Kenya Garissa University attack
A policeman points his gun as he attempts to push back people who came to see the bodies of suspected Garissa University College attackers in a morgue in the Kenyan city of Garissa April 4, 2015. Reuters/Goran Tomasevic

Two days after al-Shabab militants killed almost 150 people in the Kenyan city of Garissa, Kenyan President Uhuru Kenyatta pledged the group would not create an Islamist caliphate in his country. His televised speech Saturday came just hours after the terrorist group threatened further bloodshed.

“We will fight terrorism to the end,” Kenyatta said, according to the Associated Press. “I guarantee that my administration shall respond in the fiercest way possible.”

U.S. President Barack Obama pledged his support for the Kenyan government in fighting extremism, both in a public statement Friday and in a phone call Saturday.

“I know that the people of Garissa and all of Kenya will grieve, but their determination to achieve a better and more secure future will not be deterred,” Obama said in his public statement. He also solidified his commitment to attend an entrepreneurship summit in Kenya in July. It will be his first trip to the country during his presidency.

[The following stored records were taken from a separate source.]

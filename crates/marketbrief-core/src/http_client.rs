use std::collections::BTreeMap;
use std::fmt::{Display, Formatter};
use std::future::Future;
use std::pin::Pin;
use std::sync::Arc;
use std::time::Duration;

/// Default per-request timeout. A stalled call turns into an `HttpError` instead of hanging the batch.
pub const DEFAULT_TIMEOUT_MS: u64 = 10_000;

/// Diagnostic payload kept from a non-2xx body.
const ERROR_BODY_LIMIT: usize = 200;

const USER_AGENT: &str = "Mozilla/5.0 (compatible; MarketIntel/1.0)";

/// GET request issued by a source adapter.
#[derive(Debug, Clone, PartialEq, Eq)]
pub struct HttpRequest {
    pub url: String,
    pub headers: BTreeMap<String, String>,
    pub timeout_ms: u64,
}

impl HttpRequest {
    pub fn get(url: impl Into<String>) -> Self {
        Self {
            url: url.into(),
            headers: BTreeMap::new(),
            timeout_ms: DEFAULT_TIMEOUT_MS,
        }
    }

    pub fn with_header(mut self, name: impl Into<String>, value: impl Into<String>) -> Self {
        self.headers
            .insert(name.into().to_ascii_lowercase(), value.into());
        self
    }
}

/// Buffered response returned by a transport.
#[derive(Debug, Clone, PartialEq, Eq)]
pub struct HttpResponse {
    pub status: u16,
    pub body: String,
}

impl HttpResponse {
    pub fn ok(body: impl Into<String>) -> Self {
        Self {
            status: 200,
            body: body.into(),
        }
    }

    pub fn with_status(status: u16, body: impl Into<String>) -> Self {
        Self {
            status,
            body: body.into(),
        }
    }

    pub const fn is_success(&self) -> bool {
        self.status >= 200 && self.status < 300
    }

    /// Classifies any status outside `[200, 300)` as a failure carrying a truncated body.
    pub fn error_for_status(self) -> Result<Self, HttpError> {
        if self.is_success() {
            return Ok(self);
        }

        let snippet: String = self.body.chars().take(ERROR_BODY_LIMIT).collect();
        Err(HttpError::status(self.status, snippet))
    }
}

/// Transport failure classes.
#[derive(Debug, Clone, Copy, PartialEq, Eq)]
pub enum HttpErrorKind {
    Timeout,
    Connection,
    Status(u16),
}

/// Transport-level HTTP error. Never retried.
#[derive(Debug, Clone, PartialEq, Eq)]
pub struct HttpError {
    kind: HttpErrorKind,
    message: String,
}

impl HttpError {
    pub fn timeout(message: impl Into<String>) -> Self {
        Self {
            kind: HttpErrorKind::Timeout,
            message: message.into(),
        }
    }

    pub fn connection(message: impl Into<String>) -> Self {
        Self {
            kind: HttpErrorKind::Connection,
            message: message.into(),
        }
    }

    pub fn status(status: u16, body: impl Into<String>) -> Self {
        Self {
            kind: HttpErrorKind::Status(status),
            message: format!("HTTP {status}: {}", body.into()),
        }
    }

    pub const fn kind(&self) -> HttpErrorKind {
        self.kind
    }

    pub fn message(&self) -> &str {
        &self.message
    }
}

impl Display for HttpError {
    fn fmt(&self, f: &mut Formatter<'_>) -> std::fmt::Result {
        f.write_str(&self.message)
    }
}

impl std::error::Error for HttpError {}

/// Adapter transport contract.
pub trait HttpClient: Send + Sync {
    fn execute<'a>(
        &'a self,
        request: HttpRequest,
    ) -> Pin<Box<dyn Future<Output = Result<HttpResponse, HttpError>> + Send + 'a>>;
}

/// Production HTTP client backed by reqwest.
#[derive(Debug, Clone)]
pub struct ReqwestHttpClient {
    client: Arc<reqwest::Client>,
}

impl ReqwestHttpClient {
    pub fn new() -> Self {
        Self {
            client: Arc::new(
                reqwest::Client::builder()
                    .user_agent(USER_AGENT)
                    .build()
                    .unwrap_or_else(|_| reqwest::Client::new()),
            ),
        }
    }
}

impl Default for ReqwestHttpClient {
    fn default() -> Self {
        Self::new()
    }
}

impl HttpClient for ReqwestHttpClient {
    fn execute<'a>(
        &'a self,
        request: HttpRequest,
    ) -> Pin<Box<dyn Future<Output = Result<HttpResponse, HttpError>> + Send + 'a>> {
        Box::pin(async move {
            let mut builder = self
                .client
                .get(&request.url)
                .timeout(Duration::from_millis(request.timeout_ms));

            for (name, value) in &request.headers {
                builder = builder.header(name, value);
            }

            let response = builder.send().await.map_err(|e| {
                if e.is_timeout() {
                    HttpError::timeout(format!("request timeout: {e}"))
                } else {
                    HttpError::connection(format!("request failed: {e}"))
                }
            })?;

            let status = response.status().as_u16();
            let body = response.text().await.map_err(|e| {
                if e.is_timeout() {
                    HttpError::timeout(format!("request timeout while reading body: {e}"))
                } else {
                    HttpError::connection(format!("failed to read response body: {e}"))
                }
            })?;

            Ok(HttpResponse { status, body })
        })
    }
}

“We will stand hand-in-hand with the Kenyan government and people against the scourge of terrorism and in their efforts to bring communities together,” the U.S. president said. “Even at this difficult hour, the Kenyan people should know they have an unwavering friend and ally in the United States of America.”

In his televised speech, Kenyatta promised to “do everything to defend our way of life,” Reuters reported. He called on his country’s Muslim community to help fight against radicalization, warning that “the planners and financiers of this brutality are deeply embedded in our communities.”

Shortly before Kenyatta’s speech, al-Shabab released a statement promising that “Kenyan cities will run red with blood” and that “no amount of precaution or safety measure will be able to guarantee your safety, thwart another attack or prevent another bloodbath.”

The U.S. classified al-Shabab as a Foreign Terrorist Organization (FTO) in 2008, and it has played major roles in offensives against the group. The group’s leader, Ahmed Abdi Godane, was killed by a U.S. airstrike in September 2014, and the Pentagon confirmed last month one of its drones had killed Adnan Garar, the senior member who helped plan the attack on the Westgate shopping mall in Nairobi in 2013.

Al-Shabab is a militant group based in Somalia, but it has increasingly been expanding its reach beyond that country’s borders in an attempt to incite a global jihadist movement. Early Thursday, masked members stormed stormed Garissa University College, about 120 miles from the Somali border, and killed 148 people in the most deadly attack in Kenya in 17 years.

Before the attack in Garissa, critics and whistleblowers claimed that widespread government corruption had “opened the door to al-Shabab in Kenya.” Now, many citizens are echoing this sentiment, feeling the government didn’t do enough to protect the school despite warnings of an attack days before.

“The people were trapped here for 13 hours: Where was the government? They failed to protect their people,” a local high-school student told Time. “We don’t feel safe here, and the government isn’t doing anything to protect us.”